*** Supplied records ***

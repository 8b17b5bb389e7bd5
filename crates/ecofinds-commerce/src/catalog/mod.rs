//! Product catalog module.
//!
//! Contains the fixed category set, product records, and the ordered
//! in-memory catalog the browse and home views read from.

mod category;
mod product;

pub use category::{Category, CategorySelection};
pub use product::Product;
pub(crate) use product::title_initial;

use crate::ids::ProductId;
use serde::{Deserialize, Serialize};

/// The immutable, ordered product catalog.
#[derive(Debug, Clone, Default, PartialEq, Serialize, Deserialize)]
#[serde(transparent)]
pub struct Catalog {
    products: Vec<Product>,
}

impl Catalog {
    /// Create a catalog from products in display order.
    pub fn new(products: Vec<Product>) -> Self {
        Self { products }
    }

    /// Look up a product by id.
    pub fn get(&self, id: &ProductId) -> Option<&Product> {
        self.products.iter().find(|p| &p.id == id)
    }

    /// The first `count` products, in catalog order.
    pub fn featured(&self, count: usize) -> &[Product] {
        &self.products[..count.min(self.products.len())]
    }

    /// All products as a slice.
    pub fn as_slice(&self) -> &[Product] {
        &self.products
    }

    /// Iterate over products in catalog order.
    pub fn iter(&self) -> std::slice::Iter<'_, Product> {
        self.products.iter()
    }

    pub fn len(&self) -> usize {
        self.products.len()
    }

    pub fn is_empty(&self) -> bool {
        self.products.is_empty()
    }
}

impl<'a> IntoIterator for &'a Catalog {
    type Item = &'a Product;
    type IntoIter = std::slice::Iter<'a, Product>;

    fn into_iter(self) -> Self::IntoIter {
        self.products.iter()
    }
}

#[cfg(test)]
mod tests {
    use super::*;
    use crate::money::Money;

    fn product(id: &str) -> Product {
        Product::new(id, format!("Item {}", id), Money::usd(1000), Category::Books)
    }

    #[test]
    fn test_featured_is_prefix() {
        let catalog = Catalog::new(vec![product("1"), product("2"), product("3")]);
        let featured: Vec<&str> = catalog.featured(2).iter().map(|p| p.id.as_str()).collect();
        assert_eq!(featured, vec!["1", "2"]);
    }

    #[test]
    fn test_featured_larger_than_catalog() {
        let catalog = Catalog::new(vec![product("1")]);
        assert_eq!(catalog.featured(4).len(), 1);
    }

    #[test]
    fn test_get() {
        let catalog = Catalog::new(vec![product("1"), product("2")]);
        assert_eq!(catalog.get(&ProductId::new("2")).map(|p| p.title.as_str()), Some("Item 2"));
        assert!(catalog.get(&ProductId::new("9")).is_none());
    }
}
//! Search query builder.

use crate::catalog::{CategorySelection, Product};
use crate::search::{Filter, SearchResults};

/// The browse view's filter state.
#[derive(Debug, Clone, Default, PartialEq, Eq)]
pub struct SearchQuery {
    /// Selected category, `All` by default.
    pub category: CategorySelection,
    /// Free-text query, used verbatim.
    pub text: String,
}

impl SearchQuery {
    /// Create an unfiltered query.
    pub fn new() -> Self {
        Self::default()
    }

    /// Set the category selection.
    pub fn with_category(mut self, category: impl Into<CategorySelection>) -> Self {
        self.category = category.into();
        self
    }

    /// Set the text query.
    pub fn with_text(mut self, text: impl Into<String>) -> Self {
        self.text = text.into();
        self
    }

    /// Whether any filter narrows the catalog.
    pub fn is_filtered(&self) -> bool {
        self.category != CategorySelection::All || !self.text.is_empty()
    }

    /// Reset to the unfiltered state ("Clear Filters").
    pub fn clear(&mut self) {
        *self = Self::default();
    }

    /// The active predicates. Both must hold for a product to match.
    pub fn filters(&self) -> Vec<Filter> {
        let mut filters = Vec::with_capacity(2);
        if let CategorySelection::Only(category) = self.category {
            filters.push(Filter::Category(category));
        }
        if !self.text.is_empty() {
            filters.push(Filter::Text(self.text.clone()));
        }
        filters
    }

    /// Run the query over products, keeping their original order.
    pub fn apply<'a>(&self, products: &'a [Product]) -> SearchResults<'a> {
        let filters = self.filters();
        let matched = products
            .iter()
            .filter(|p| filters.iter().all(|f| f.matches(p)))
            .collect();
        SearchResults::new(matched, products.len())
    }
}

/// Filter `catalog` by category selection and free-text query.
///
/// Returns the matching products in catalog order.
pub fn filter_products<'a>(
    catalog: &'a [Product],
    selection: CategorySelection,
    query: &str,
) -> Vec<&'a Product> {
    SearchQuery::new()
        .with_category(selection)
        .with_text(query)
        .apply(catalog)
        .into_products()
}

***

:: Try it ::
Extract every line above containing the word "matched".

:: Output for this exercise ::
        let matched = products
        SearchResults::new(matched, products.len())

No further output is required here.